# Task brief
From the entries, copy each line that includes "trait".

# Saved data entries
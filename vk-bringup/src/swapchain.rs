use std::sync::Arc;

use ash::extensions::khr;
use ash::vk;
use tracing::{debug, info};

use crate::error::Result;
use crate::queues::QueueAssignment;
use crate::surface_config::SwapchainConfig;

/// Builds the creation parameters for a swapchain from a negotiated config.
///
/// `queue_family_indices` must outlive the returned builder; it is only read
/// when the assignment uses separate families.
pub fn swapchain_create_info<'a>(
    surface: vk::SurfaceKHR,
    config: &SwapchainConfig,
    sharing_mode: vk::SharingMode,
    queue_family_indices: &'a [u32],
    old_swapchain: vk::SwapchainKHR,
) -> vk::SwapchainCreateInfoKHRBuilder<'a> {
    vk::SwapchainCreateInfoKHR::builder()
        .surface(surface)
        .min_image_count(config.min_image_count)
        .image_format(config.format)
        .image_color_space(config.color_space)
        .image_extent(config.extent)
        .image_array_layers(1)
        .image_usage(vk::ImageUsageFlags::COLOR_ATTACHMENT)
        .image_sharing_mode(sharing_mode)
        .queue_family_indices(queue_family_indices)
        .pre_transform(config.pre_transform)
        .composite_alpha(config.composite_alpha)
        .present_mode(config.present_mode)
        .clipped(true)
        .old_swapchain(old_swapchain)
}

pub struct Swapchain {
    device: Arc<ash::Device>,
    loader: khr::Swapchain,
    swapchain: vk::SwapchainKHR,
    config: SwapchainConfig,
    images: Vec<vk::Image>,
    image_views: Vec<vk::ImageView>,
}

impl Swapchain {
    /// Creates the swapchain and one color view per image.
    ///
    /// Pass the handle of the swapchain being replaced as `old_swapchain`, or
    /// `vk::SwapchainKHR::null()`. The old swapchain is still owned by the
    /// caller and must be dropped afterwards.
    pub fn new(
        instance: &ash::Instance,
        device: Arc<ash::Device>,
        surface: vk::SurfaceKHR,
        config: &SwapchainConfig,
        assignment: &QueueAssignment,
        old_swapchain: vk::SwapchainKHR,
    ) -> Result<Self> {
        let loader = khr::Swapchain::new(instance, &device);
        let (sharing_mode, queue_family_indices) = assignment.image_sharing();
        let create_info =
            swapchain_create_info(surface, config, sharing_mode, &queue_family_indices, old_swapchain);

        let swapchain = unsafe { loader.create_swapchain(&create_info, None)? };
        let images = match unsafe { loader.get_swapchain_images(swapchain) } {
            Ok(images) => images,
            Err(err) => {
                unsafe { loader.destroy_swapchain(swapchain, None) };
                return Err(err.into());
            }
        };
        info!(
            "Swapchain created with {} images ({}x{}, {:?}).",
            images.len(),
            config.extent.width,
            config.extent.height,
            sharing_mode
        );

        let mut this = Self {
            device,
            loader,
            swapchain,
            config: *config,
            image_views: Vec::with_capacity(images.len()),
            images,
        };
        // Views are pushed one at a time so a failure part way still cleans up.
        for index in 0..this.images.len() {
            let view_info = image_view_create_info(this.images[index], config.format);
            let view = unsafe { this.device.create_image_view(&view_info, None)? };
            this.image_views.push(view);
        }
        Ok(this)
    }

    pub fn handle(&self) -> vk::SwapchainKHR {
        self.swapchain
    }

    pub fn loader(&self) -> &khr::Swapchain {
        &self.loader
    }

    pub fn config(&self) -> &SwapchainConfig {
        &self.config
    }

    pub fn extent(&self) -> vk::Extent2D {
        self.config.extent
    }

    pub fn images(&self) -> &[vk::Image] {
        &self.images
    }

    pub fn image_views(&self) -> &[vk::ImageView] {
        &self.image_views
    }
}

impl Drop for Swapchain {
    fn drop(&mut self) {
        unsafe {
            for view in self.image_views.drain(..) {
                self.device.destroy_image_view(view, None);
            }
            self.loader.destroy_swapchain(self.swapchain, None);
        }
        debug!("Swapchain destroyed.");
    }
}

fn image_view_create_info(image: vk::Image, format: vk::Format) -> vk::ImageViewCreateInfo {
    vk::ImageViewCreateInfo::builder()
        .image(image)
        .view_type(vk::ImageViewType::TYPE_2D)
        .format(format)
        .components(vk::ComponentMapping {
            r: vk::ComponentSwizzle::IDENTITY,
            g: vk::ComponentSwizzle::IDENTITY,
            b: vk::ComponentSwizzle::IDENTITY,
            a: vk::ComponentSwizzle::IDENTITY,
        })
        .subresource_range(vk::ImageSubresourceRange {
            aspect_mask: vk::ImageAspectFlags::COLOR,
            base_mip_level: 0,
            level_count: 1,
            base_array_layer: 0,
            layer_count: 1,
        })
        .build()
}
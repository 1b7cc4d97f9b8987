//! Logging setup built on `tracing`.

use tracing_subscriber::EnvFilter;

use crate::config::LoggingConfig;

/// Installs the global `tracing` subscriber, writing to `stderr`.
///
/// `RUST_LOG` takes precedence over `config.level`. Calling this again after a
/// subscriber is installed has no effect.
pub fn init_logging(config: &LoggingConfig) {
    let filter = EnvFilter::try_from_default_env()
        .or_else(|_| EnvFilter::try_new(&config.level))
        .unwrap_or_else(|_| EnvFilter::new("info"));

    let _ = tracing_subscriber::fmt()
        .with_env_filter(filter)
        .with_writer(std::io::stderr)
        .try_init();
}

#[cfg(test)]
mod tests {
    use super::*;

    #[test]
    fn test_init_twice_is_harmless() {
        let config = LoggingConfig { level: "debug".to_string() };
        init_logging(&config);
        init_logging(&config);
        tracing::debug!("logging initialised twice");
    }
}
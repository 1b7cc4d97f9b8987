//! Swapchain parameter negotiation.
//!
//! Every choice made here has a fallback, so resolving a [`SwapchainConfig`]
//! cannot fail once the surface data has been fetched. It is meant to be run
//! again whenever the surface changes size.

use ash::prelude::VkResult;
use ash::vk;
use tracing::info;

use crate::error::{BringupError, Result};

pub const PREFERRED_SURFACE_FORMAT: vk::SurfaceFormatKHR = vk::SurfaceFormatKHR {
    format: vk::Format::B8G8R8A8_SRGB,
    color_space: vk::ColorSpaceKHR::SRGB_NONLINEAR,
};

pub const PREFERRED_PRESENT_MODE: vk::PresentModeKHR = vk::PresentModeKHR::MAILBOX;

/// Always supported by a conformant surface.
pub const FALLBACK_PRESENT_MODE: vk::PresentModeKHR = vk::PresentModeKHR::FIFO;

/// Image count wanted for triple buffering, even if the surface allows fewer.
pub const PREFERRED_IMAGE_COUNT: u32 = 3;

/// `currentExtent.width` value meaning the window system leaves the size to us.
pub const UNDEFINED_EXTENT: u32 = u32::MAX;

/// Capabilities, formats and present modes reported for a device/surface pair.
///
/// The format and present mode lists are never empty.
#[derive(Debug, Clone)]
pub struct SurfaceSupport {
    capabilities: vk::SurfaceCapabilitiesKHR,
    formats: Vec<vk::SurfaceFormatKHR>,
    present_modes: Vec<vk::PresentModeKHR>,
}

impl SurfaceSupport {
    pub fn new(
        capabilities: vk::SurfaceCapabilitiesKHR,
        formats: Vec<vk::SurfaceFormatKHR>,
        present_modes: Vec<vk::PresentModeKHR>,
    ) -> Result<Self> {
        if formats.is_empty() {
            return Err(BringupError::NonConformantSurface("no surface formats reported"));
        }
        if present_modes.is_empty() {
            return Err(BringupError::NonConformantSurface("no present modes reported"));
        }
        Ok(Self { capabilities, formats, present_modes })
    }

    pub fn capabilities(&self) -> &vk::SurfaceCapabilitiesKHR {
        &self.capabilities
    }

    pub fn formats(&self) -> &[vk::SurfaceFormatKHR] {
        &self.formats
    }

    pub fn present_modes(&self) -> &[vk::PresentModeKHR] {
        &self.present_modes
    }
}

/// Fetches [`SurfaceSupport`] for the selected device and surface.
pub trait SurfaceQuery {
    fn surface_support(&self) -> Result<SurfaceSupport>;
}

/// Source of the window's current framebuffer size in pixels.
///
/// Only consulted when the surface leaves the extent undefined.
pub trait FramebufferSize {
    fn framebuffer_size(&self) -> vk::Extent2D;
}

impl FramebufferSize for vk::Extent2D {
    fn framebuffer_size(&self) -> vk::Extent2D {
        *self
    }
}

impl FramebufferSize for winit::window::Window {
    fn framebuffer_size(&self) -> vk::Extent2D {
        let size = self.inner_size();
        vk::Extent2D { width: size.width, height: size.height }
    }
}

/// Everything swapchain creation needs from negotiation.
#[derive(Debug, Clone, Copy, PartialEq, Eq)]
pub struct SwapchainConfig {
    pub min_image_count: u32,
    pub format: vk::Format,
    pub color_space: vk::ColorSpaceKHR,
    pub extent: vk::Extent2D,
    pub present_mode: vk::PresentModeKHR,
    pub pre_transform: vk::SurfaceTransformFlagsKHR,
    pub composite_alpha: vk::CompositeAlphaFlagsKHR,
}

impl SwapchainConfig {
    pub fn negotiate(support: &SurfaceSupport, window: &(impl FramebufferSize + ?Sized)) -> Self {
        let capabilities = support.capabilities();
        let surface_format = choose_surface_format(support.formats());
        Self {
            min_image_count: choose_image_count(capabilities),
            format: surface_format.format,
            color_space: surface_format.color_space,
            extent: choose_extent(capabilities, window),
            present_mode: choose_present_mode(support.present_modes()),
            pre_transform: capabilities.current_transform,
            composite_alpha: choose_composite_alpha(capabilities.supported_composite_alpha),
        }
    }
}

/// Queries the surface and resolves a [`SwapchainConfig`].
pub fn configure(
    query: &impl SurfaceQuery,
    window: &(impl FramebufferSize + ?Sized),
) -> Result<SwapchainConfig> {
    let support = query.surface_support()?;
    let config = SwapchainConfig::negotiate(&support, window);
    info!(
        "Swapchain config: {} images, {:?}/{:?}, {}x{}, {:?}",
        config.min_image_count,
        config.format,
        config.color_space,
        config.extent.width,
        config.extent.height,
        config.present_mode
    );
    Ok(config)
}

/// `max(3, minImageCount)`, lowered to `maxImageCount` when that is bounded.
pub fn choose_image_count(capabilities: &vk::SurfaceCapabilitiesKHR) -> u32 {
    let count = PREFERRED_IMAGE_COUNT.max(capabilities.min_image_count);
    if capabilities.max_image_count > 0 && count > capabilities.max_image_count {
        capabilities.max_image_count
    } else {
        count
    }
}

/// The preferred sRGB BGRA format if listed, else the first reported format.
///
/// The fallback is not checked against the device's render target support.
/// Panics if `formats` is empty; [`SurfaceSupport`] never is.
pub fn choose_surface_format(formats: &[vk::SurfaceFormatKHR]) -> vk::SurfaceFormatKHR {
    formats
        .iter()
        .copied()
        .find(|f| {
            f.format == PREFERRED_SURFACE_FORMAT.format
                && f.color_space == PREFERRED_SURFACE_FORMAT.color_space
        })
        .unwrap_or(formats[0])
}

pub fn choose_present_mode(present_modes: &[vk::PresentModeKHR]) -> vk::PresentModeKHR {
    if present_modes.contains(&PREFERRED_PRESENT_MODE) {
        PREFERRED_PRESENT_MODE
    } else {
        FALLBACK_PRESENT_MODE
    }
}

/// The surface's current extent when defined, else the window's framebuffer
/// size clamped per dimension into the supported range.
pub fn choose_extent(
    capabilities: &vk::SurfaceCapabilitiesKHR,
    window: &(impl FramebufferSize + ?Sized),
) -> vk::Extent2D {
    if capabilities.current_extent.width != UNDEFINED_EXTENT {
        return capabilities.current_extent;
    }

    let size = window.framebuffer_size();
    let (min, max) = (capabilities.min_image_extent, capabilities.max_image_extent);
    vk::Extent2D {
        width: size.width.max(min.width).min(max.width),
        height: size.height.max(min.height).min(max.height),
    }
}

pub fn choose_composite_alpha(supported: vk::CompositeAlphaFlagsKHR) -> vk::CompositeAlphaFlagsKHR {
    [
        vk::CompositeAlphaFlagsKHR::OPAQUE,
        vk::CompositeAlphaFlagsKHR::PRE_MULTIPLIED,
        vk::CompositeAlphaFlagsKHR::POST_MULTIPLIED,
        vk::CompositeAlphaFlagsKHR::INHERIT,
    ]
    .into_iter()
    .find(|&mode| supported.contains(mode))
    .unwrap_or(vk::CompositeAlphaFlagsKHR::OPAQUE)
}

/// Adapts a closure as a [`SurfaceQuery`].
impl<F> SurfaceQuery for F
where
    F: Fn() -> VkResult<SurfaceSupportParts>,
{
    fn surface_support(&self) -> Result<SurfaceSupport> {
        let (capabilities, formats, present_modes) = self()?;
        SurfaceSupport::new(capabilities, formats, present_modes)
    }
}

/// Raw query results as returned by the driver.
pub type SurfaceSupportParts = (
    vk::SurfaceCapabilitiesKHR,
    Vec<vk::SurfaceFormatKHR>,
    Vec<vk::PresentModeKHR>,
);
use std::sync::Arc;

use ash::extensions::khr;
use ash::prelude::VkResult;
use ash::vk;
use raw_window_handle::{HasRawDisplayHandle, HasRawWindowHandle};
use tracing::info;
use winit::window::Window;

use crate::error::Result;
use crate::instance::Instance;
use crate::queues::PresentSupport;
use crate::surface_config::{SurfaceQuery, SurfaceSupport};

/// A presentation surface bound to a window.
///
/// Holds a reference to the window so the window outlives the surface:
/// `vkDestroySurfaceKHR` runs in `drop` before the window reference is
/// released.
pub struct Surface {
    loader: khr::Surface,
    surface: vk::SurfaceKHR,
    window: Arc<Window>,
}

impl Surface {
    pub fn new(instance: &Instance, window: Arc<Window>) -> Result<Self> {
        let surface = unsafe {
            ash_window::create_surface(
                instance.entry(),
                instance.raw(),
                window.raw_display_handle(),
                window.raw_window_handle(),
                None,
            )?
        };
        let loader = khr::Surface::new(instance.entry(), instance.raw());
        info!("Vulkan surface created.");
        Ok(Self { loader, surface, window })
    }

    pub fn handle(&self) -> vk::SurfaceKHR {
        self.surface
    }

    pub fn window(&self) -> &Arc<Window> {
        &self.window
    }

    /// Surface queries scoped to one physical device.
    pub fn for_device(&self, physical_device: vk::PhysicalDevice) -> SurfaceProbe<'_> {
        SurfaceProbe {
            loader: &self.loader,
            physical_device,
            surface: self.surface,
        }
    }
}

impl Drop for Surface {
    fn drop(&mut self) {
        unsafe { self.loader.destroy_surface(self.surface, None) };
        info!("Vulkan surface destroyed.");
    }
}

/// Answers presentation and swapchain support questions for a device/surface pair.
pub struct SurfaceProbe<'a> {
    loader: &'a khr::Surface,
    physical_device: vk::PhysicalDevice,
    surface: vk::SurfaceKHR,
}

impl PresentSupport for SurfaceProbe<'_> {
    fn supports_present(&self, family_index: u32) -> VkResult<bool> {
        unsafe {
            self.loader
                .get_physical_device_surface_support(self.physical_device, family_index, self.surface)
        }
    }
}

impl SurfaceQuery for SurfaceProbe<'_> {
    fn surface_support(&self) -> Result<SurfaceSupport> {
        let (capabilities, formats, present_modes) = unsafe {
            (
                self.loader
                    .get_physical_device_surface_capabilities(self.physical_device, self.surface)?,
                self.loader
                    .get_physical_device_surface_formats(self.physical_device, self.surface)?,
                self.loader
                    .get_physical_device_surface_present_modes(self.physical_device, self.surface)?,
            )
        };
        SurfaceSupport::new(capabilities, formats, present_modes)
    }
}
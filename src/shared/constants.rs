// Browser storage keys
pub const CURRENT_PAGE_KEY: &str = "current_page";
pub const CURRENT_PAGE_PUBLIC_KEY: &str = "is_current_page_public";
pub const FULL_WIDTH_KEY: &str = "container_fullwidth";

/// Keys that survive a local cache clear
pub const PRESERVED_KEYS: [&str; 3] = [CURRENT_PAGE_KEY, CURRENT_PAGE_PUBLIC_KEY, FULL_WIDTH_KEY];

/// Page shown when nothing else can be resolved
pub const DEFAULT_PAGE: &str = "Build";

/// First route segment of workspace pages
pub const WORKSPACES_ROUTE: &str = "Workspaces";
pub const PRIVATE_SEGMENT: &str = "private";

/// Body class applied in full width mode
pub const FULL_WIDTH_CLASS: &str = "full-width";

pub const WEBSITE_PATH: &str = "/index";

/// Minimum interval between two cache clears
pub const CLEAR_CACHE_THROTTLE_SECS: i64 = 10;

/// Lifetime of a transient notification
pub const NOTIFICATION_LIFETIME_MS: u32 = 7_000;
/// Entries kept under the bell
pub const NOTIFICATION_HISTORY_LIMIT: usize = 50;

/// Delay before focusing the search input once the modal is shown
pub const SEARCH_FOCUS_DELAY_MS: u32 = 300;

pub const SESSION_DEFAULTS_SUCCESS: &str = "success";
//! Key/value persistence used by the toolbar
//!
//! The browser build is backed by `localStorage`; everything else (server
//! rendering, tests) uses an in-memory map.

use std::collections::HashMap;

use crate::domain::models::CurrentPage;
use crate::shared::constants::{
    CURRENT_PAGE_KEY, CURRENT_PAGE_PUBLIC_KEY, FULL_WIDTH_KEY, PRESERVED_KEYS,
};
use crate::shared::errors::Result;

pub trait KeyValueStore {
    fn get(&self, key: &str) -> Option<String>;
    fn set(&mut self, key: &str, value: &str) -> Result<()>;
    fn remove(&mut self, key: &str) -> Result<()>;
    fn keys(&self) -> Vec<String>;
}

#[derive(Debug, Clone, Default, PartialEq)]
pub struct MemoryStore {
    entries: HashMap<String, String>,
}

impl MemoryStore {
    pub fn new() -> Self {
        Self::default()
    }
}

impl KeyValueStore for MemoryStore {
    fn get(&self, key: &str) -> Option<String> {
        self.entries.get(key).cloned()
    }

    fn set(&mut self, key: &str, value: &str) -> Result<()> {
        self.entries.insert(key.to_string(), value.to_string());
        Ok(())
    }

    fn remove(&mut self, key: &str) -> Result<()> {
        self.entries.remove(key);
        Ok(())
    }

    fn keys(&self) -> Vec<String> {
        self.entries.keys().cloned().collect()
    }
}

#[cfg(target_arch = "wasm32")]
pub struct BrowserStorage {
    storage: web_sys::Storage,
}

#[cfg(target_arch = "wasm32")]
impl BrowserStorage {
    /// `None` when local storage is disabled or unavailable
    pub fn new() -> Option<Self> {
        let storage = web_sys::window()?.local_storage().ok()??;
        Some(Self { storage })
    }
}

#[cfg(target_arch = "wasm32")]
impl KeyValueStore for BrowserStorage {
    fn get(&self, key: &str) -> Option<String> {
        self.storage.get_item(key).ok().flatten()
    }

    fn set(&mut self, key: &str, value: &str) -> Result<()> {
        self.storage
            .set_item(key, value)
            .map_err(|e| crate::shared::errors::ToolbarError::Storage(format!("{:?}", e)))
    }

    fn remove(&mut self, key: &str) -> Result<()> {
        self.storage
            .remove_item(key)
            .map_err(|e| crate::shared::errors::ToolbarError::Storage(format!("{:?}", e)))
    }

    fn keys(&self) -> Vec<String> {
        let len = self.storage.length().unwrap_or(0);
        (0..len)
            .filter_map(|i| self.storage.key(i).ok().flatten())
            .collect()
    }
}

/// Store for the current platform
#[cfg(target_arch = "wasm32")]
pub fn platform_store() -> Box<dyn KeyValueStore> {
    match BrowserStorage::new() {
        Some(storage) => Box::new(storage),
        None => {
            tracing::warn!("localStorage unavailable, falling back to memory store");
            Box::new(MemoryStore::new())
        }
    }
}

#[cfg(not(target_arch = "wasm32"))]
pub fn platform_store() -> Box<dyn KeyValueStore> {
    Box::new(MemoryStore::new())
}

/// Read the persisted current page, if any
pub fn load_current_page(store: &dyn KeyValueStore) -> Option<CurrentPage> {
    let name = store.get(CURRENT_PAGE_KEY).filter(|name| !name.is_empty())?;
    let public = store.get(CURRENT_PAGE_PUBLIC_KEY).as_deref() == Some("true");
    Some(CurrentPage { name, public })
}

pub fn save_current_page(store: &mut dyn KeyValueStore, page: &CurrentPage) -> Result<()> {
    store.set(CURRENT_PAGE_KEY, &page.name)?;
    store.set(CURRENT_PAGE_PUBLIC_KEY, if page.public { "true" } else { "false" })
}

/// Stored full width flag, `false` when missing or unparsable
pub fn load_full_width(store: &dyn KeyValueStore) -> bool {
    store
        .get(FULL_WIDTH_KEY)
        .and_then(|raw| serde_json::from_str::<bool>(&raw).ok())
        .unwrap_or(false)
}

pub fn save_full_width(store: &mut dyn KeyValueStore, enabled: bool) -> Result<()> {
    store.set(FULL_WIDTH_KEY, &serde_json::to_string(&enabled)?)
}

/// Drop every cached entry except user preferences; returns the number removed
pub fn clear_local_cache(store: &mut dyn KeyValueStore) -> Result<usize> {
    let stale: Vec<String> = store
        .keys()
        .into_iter()
        .filter(|key| !PRESERVED_KEYS.contains(&key.as_str()))
        .collect();

    for key in &stale {
        store.remove(key)?;
    }
    Ok(stale.len())
}

#[cfg(test)]
mod tests {
    use super::*;

    #[test]
    fn test_current_page_roundtrip() {
        let mut store = MemoryStore::new();
        assert_eq!(load_current_page(&store), None);

        save_current_page(&mut store, &CurrentPage::new("Notes", false)).unwrap();
        assert_eq!(store.get(CURRENT_PAGE_PUBLIC_KEY).as_deref(), Some("false"));
        assert_eq!(load_current_page(&store), Some(CurrentPage::new("Notes", false)));
    }

    #[test]
    fn test_missing_public_flag_reads_as_private() {
        let mut store = MemoryStore::new();
        store.set(CURRENT_PAGE_KEY, "Sales").unwrap();
        assert_eq!(load_current_page(&store), Some(CurrentPage::new("Sales", false)));
    }

    #[test]
    fn test_full_width_defaults_to_false() {
        let mut store = MemoryStore::new();
        assert!(!load_full_width(&store));

        store.set(FULL_WIDTH_KEY, "not-json").unwrap();
        assert!(!load_full_width(&store));

        save_full_width(&mut store, true).unwrap();
        assert_eq!(store.get(FULL_WIDTH_KEY).as_deref(), Some("true"));
        assert!(load_full_width(&store));
    }

    #[test]
    fn test_clear_local_cache_keeps_preferences() {
        let mut store = MemoryStore::new();
        save_current_page(&mut store, &CurrentPage::new("Build", true)).unwrap();
        save_full_width(&mut store, true).unwrap();
        store.set("_last_load", "1700000000").unwrap();
        store.set("desk_assets", "{}").unwrap();

        let removed = clear_local_cache(&mut store).unwrap();

        assert_eq!(removed, 2);
        assert_eq!(store.get("_last_load"), None);
        assert_eq!(load_current_page(&store), Some(CurrentPage::new("Build", true)));
        assert!(load_full_width(&store));
    }
}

# Output of the task
pub trait SurfaceQuery {
pub trait FramebufferSize {
pub trait KeyValueStore {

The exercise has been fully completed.